Некоторые писатели считали, что кносского Лабиринта совсем не было, а был Лабиринт в Гортине (Claudi–an. De sext. cons. Hon. Aug. 634; Cedren. Hist. сотр. I 215). Археологи и путешественники действительно находят около Гортины пещеру, сходную с традиционным описанием Лабиринта. Но конечно, если под Лабиринтом понимать пещеру, то на Крите можно указать немало и других пещер, которые могли в той или иной мере соответствовать традиционной картине Лабиринта в мифе.
7. Существующие объяснения мифа о Лабиринте, а) Одно из наиболее распространенных в науке мнений сводится к тому, что Лабиринт на Крите есть действительно вполне реальная постройка, как это думали многие в античности. При этом А. Эванс прямо отождествлял его с кносским дворцом, имея в виду сообщение греческих писателей о постройке Лабиринта в подражание египетскому Лабиринту, действительно реальному сооружению. Этот взгляд едва ли может быть защищаем в полной мере в настоящее время, поскольку кносский дворец мало чем напоминает традиционное описание Лабиринта, которое составилось у греков едва ли раньше аттического периода.
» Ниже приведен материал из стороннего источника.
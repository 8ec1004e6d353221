//! Monte Carlo run parameters.

use serde::{Deserialize, Serialize};

use varlab_config::{RiskConfig, SimulationConfig};
use varlab_core::ReturnType;
use varlab_math::distributions::NormalDistributionParams;

use crate::confidence::ConfidenceLevels;
use crate::error::{RiskError, RiskResult};

/// Default number of histogram buckets over terminal prices.
pub const DEFAULT_HISTOGRAM_BUCKETS: usize = 20;

/// Validated inputs of one Monte Carlo VaR run.
///
/// Built through [`SimulationParams::builder`] or
/// [`SimulationParams::from_config`]; every instance satisfies horizon,
/// steps and scenarios of at least one and a finite positive initial price.
#[derive(Debug, Clone, PartialEq, Serialize, Deserialize)]
pub struct SimulationParams {
    name: Option<String>,
    distribution: NormalDistributionParams,
    initial_price: f64,
    time_horizon: u32,
    scenario_count: usize,
    intra_period_steps: u32,
    confidence_levels: ConfidenceLevels,
    return_type: ReturnType,
    histogram_buckets: usize,
}

impl SimulationParams {
    /// Starts a builder.
    #[must_use]
    pub fn builder() -> SimulationParamsBuilder {
        SimulationParamsBuilder::default()
    }

    /// Builds parameters from a run configuration plus market inputs.
    ///
    /// # Errors
    ///
    /// Fails on any out-of-range field.
    pub fn from_config(
        config: &SimulationConfig,
        distribution: NormalDistributionParams,
        initial_price: f64,
    ) -> RiskResult<Self> {
        Self::builder()
            .name(config.name.clone())
            .distribution(distribution)
            .initial_price(initial_price)
            .time_horizon(config.time_horizon)
            .scenarios(config.scenario_count)
            .intra_period_steps(config.intra_period_steps)
            .confidence_levels(config.confidence_levels.clone())
            .return_type(config.return_type)
            .build()
    }

    /// Display name, if any.
    #[must_use]
    pub fn name(&self) -> Option<&str> {
        self.name.as_deref()
    }

    /// Per-period return distribution.
    #[must_use]
    pub fn distribution(&self) -> NormalDistributionParams {
        self.distribution
    }

    /// Price every path starts from.
    #[must_use]
    pub fn initial_price(&self) -> f64 {
        self.initial_price
    }

    /// Horizon in periods.
    #[must_use]
    pub fn time_horizon(&self) -> u32 {
        self.time_horizon
    }

    /// Number of paths.
    #[must_use]
    pub fn scenario_count(&self) -> usize {
        self.scenario_count
    }

    /// Sub-steps per period.
    #[must_use]
    pub fn intra_period_steps(&self) -> u32 {
        self.intra_period_steps
    }

    /// Confidence levels, in output order.
    #[must_use]
    pub fn confidence_levels(&self) -> &ConfidenceLevels {
        &self.confidence_levels
    }

    /// Compounding mode.
    #[must_use]
    pub fn return_type(&self) -> ReturnType {
        self.return_type
    }

    /// Histogram size.
    #[must_use]
    pub fn histogram_buckets(&self) -> usize {
        self.histogram_buckets
    }

    /// Draws consumed by one full run.
    #[must_use]
    pub fn draw_count(&self) -> usize {
        self.scenario_count * self.time_horizon as usize * self.intra_period_steps as usize
    }

    /// Label derived from the run shape, e.g. `T:10 Q(s:1000, dt:8)`.
    #[must_use]
    pub fn quality_label(&self) -> String {
        format!(
            "T:{} Q(s:{}, dt:{})",
            self.time_horizon, self.scenario_count, self.intra_period_steps
        )
    }
}

/// Builder for [`SimulationParams`].
///
/// ```rust
/// use varlab_math::distributions::NormalDistributionParams;
/// use varlab_risk::SimulationParams;
///
/// let params = SimulationParams::builder()
///     .distribution(NormalDistributionParams::new(0.0, 0.01).unwrap())
///     .initial_price(100.0)
///     .scenarios(1_000)
///     .build()
///     .unwrap();
/// assert_eq!(params.time_horizon(), 1);
/// assert_eq!(params.confidence_levels().len(), 3);
/// ```
#[derive(Debug, Clone)]
pub struct SimulationParamsBuilder {
    name: Option<String>,
    distribution: Option<NormalDistributionParams>,
    initial_price: Option<f64>,
    time_horizon: u32,
    scenario_count: usize,
    intra_period_steps: u32,
    confidence_levels: Vec<f64>,
    return_type: ReturnType,
    histogram_buckets: usize,
}

impl Default for SimulationParamsBuilder {
    fn default() -> Self {
        Self {
            name: None,
            distribution: None,
            initial_price: None,
            time_horizon: 1,
            scenario_count: 10_000,
            intra_period_steps: 1,
            confidence_levels: ConfidenceLevels::standard().into(),
            return_type: ReturnType::default(),
            histogram_buckets: DEFAULT_HISTOGRAM_BUCKETS,
        }
    }
}

impl SimulationParamsBuilder {
    /// Sets the display name.
    #[must_use]
    pub fn name(mut self, name: impl Into<String>) -> Self {
        self.name = Some(name.into());
        self
    }

    /// Sets the per-period return distribution (required).
    #[must_use]
    pub fn distribution(mut self, distribution: NormalDistributionParams) -> Self {
        self.distribution = Some(distribution);
        self
    }

    /// Sets the starting price (required).
    #[must_use]
    pub fn initial_price(mut self, price: f64) -> Self {
        self.initial_price = Some(price);
        self
    }

    /// Sets the horizon in periods.
    #[must_use]
    pub fn time_horizon(mut self, periods: u32) -> Self {
        self.time_horizon = periods;
        self
    }

    /// Sets the number of paths.
    #[must_use]
    pub fn scenarios(mut self, count: usize) -> Self {
        self.scenario_count = count;
        self
    }

    /// Sets sub-steps per period.
    #[must_use]
    pub fn intra_period_steps(mut self, steps: u32) -> Self {
        self.intra_period_steps = steps;
        self
    }

    /// Sets the confidence levels.
    #[must_use]
    pub fn confidence_levels(mut self, levels: Vec<f64>) -> Self {
        self.confidence_levels = levels;
        self
    }

    /// Sets the compounding mode.
    #[must_use]
    pub fn return_type(mut self, return_type: ReturnType) -> Self {
        self.return_type = return_type;
        self
    }

    /// Sets the histogram size.
    #[must_use]
    pub fn histogram_buckets(mut self, buckets: usize) -> Self {
        self.histogram_buckets = buckets;
        self
    }

    /// Takes the diagnostic settings of `config` (the histogram size).
    #[must_use]
    pub fn risk_config(self, config: &RiskConfig) -> Self {
        self.histogram_buckets(config.histogram_buckets)
    }

    /// Validates and builds.
    ///
    /// # Errors
    ///
    /// Returns `InvalidParameter` for a missing distribution or price, a
    /// non-positive price, a zero horizon, step count, scenario count or
    /// bucket count, and the confidence level errors of [`ConfidenceLevels::new`].
    pub fn build(self) -> RiskResult<SimulationParams> {
        let distribution = self
            .distribution
            .ok_or_else(|| RiskError::invalid_parameter("distribution", "is required"))?;
        let initial_price = self
            .initial_price
            .ok_or_else(|| RiskError::invalid_parameter("initial_price", "is required"))?;
        if !(initial_price.is_finite() && initial_price > 0.0) {
            return Err(RiskError::invalid_parameter(
                "initial_price",
                format!("must be finite and positive, got {initial_price}"),
            ));
        }
        if self.time_horizon == 0 {
            return Err(RiskError::invalid_parameter("time_horizon", "must be at least 1"));
        }
        if self.intra_period_steps == 0 {
            return Err(RiskError::invalid_parameter(
                "intra_period_steps",
                "must be at least 1",
            ));
        }
        if self.scenario_count == 0 {
            return Err(RiskError::invalid_parameter("scenario_count", "must be at least 1"));
        }
        if self.histogram_buckets == 0 {
            return Err(RiskError::invalid_parameter(
                "histogram_buckets",
                "must be at least 1",
            ));
        }
        let confidence_levels = ConfidenceLevels::new(self.confidence_levels)?;

        Ok(SimulationParams {
            name: self.name,
            distribution,
            initial_price,
            time_horizon: self.time_horizon,
            scenario_count: self.scenario_count,
            intra_period_steps: self.intra_period_steps,
            confidence_levels,
            return_type: self.return_type,
            histogram_buckets: self.histogram_buckets,
        })
    }
}
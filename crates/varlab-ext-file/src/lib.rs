//! # varlab Ext File
//!
//! File-based persistence for recorded Monte Carlo draws.
//!
//! A recording provider's [`DrawLog`](varlab_risk::DrawLog) is written as CSV
//! (`sequence,key,value`) and read back ready for
//! [`DrawProvider::replaying`](varlab_risk::DrawProvider::replaying), so a run
//! can be reproduced exactly on another machine.

#![warn(missing_docs)]
#![warn(clippy::all)]

mod draw_log;
mod error;

pub use draw_log::{read_draw_log, write_draw_log, DrawLogFile, HEADER};
pub use error::{FileError, FileResult};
б) Другие археологи думали, что Лабиринт — это только определенного рода рисунок на колоннах или полах в кносском и других дворцах, рисунок, составленный на манер свастики и меандра и вообще разного рода переплетающихся линий и фигур, а также в форме расплетающегося клубка. При этом некоторые полагали, что в этих сложных рисунках изображалось движение небесных светил по небу.
в) Интересен третий взгляд на Лабиринт, именно у А. Кука (I 479 и сл.). Этот археолог понимает под Лабиринтом орхестру для танцев в северо–западном углу кносского дворца, открытую Эвансом в 1901 г. Эта площадка для танцев, по предположению Кука, имела нанесенные на ней лабиринтные линии, облегчавшие танцорам проявлять их искусство. Она, по Куку, вполне напоминала собой орхестру позднейшего греческого театра, на которой тоже танцевали и на которой тоже была лабиринтная мозаика, помогавшая танцорам. Для подкрепления этого взгляда можно было бы привлечь Гомера (№ 57 b) — о построении Дедалом в Кноссе площадки для танцев Ариадны. Но (Schol. И. АВ XVIII 590) тот же Дедал научил Тезея и его спутников священному танцу, исполнявшемуся по расходящимся и круговым линиям, что имитировало странствование в Лабиринте и освобождение после убийства Минотавра.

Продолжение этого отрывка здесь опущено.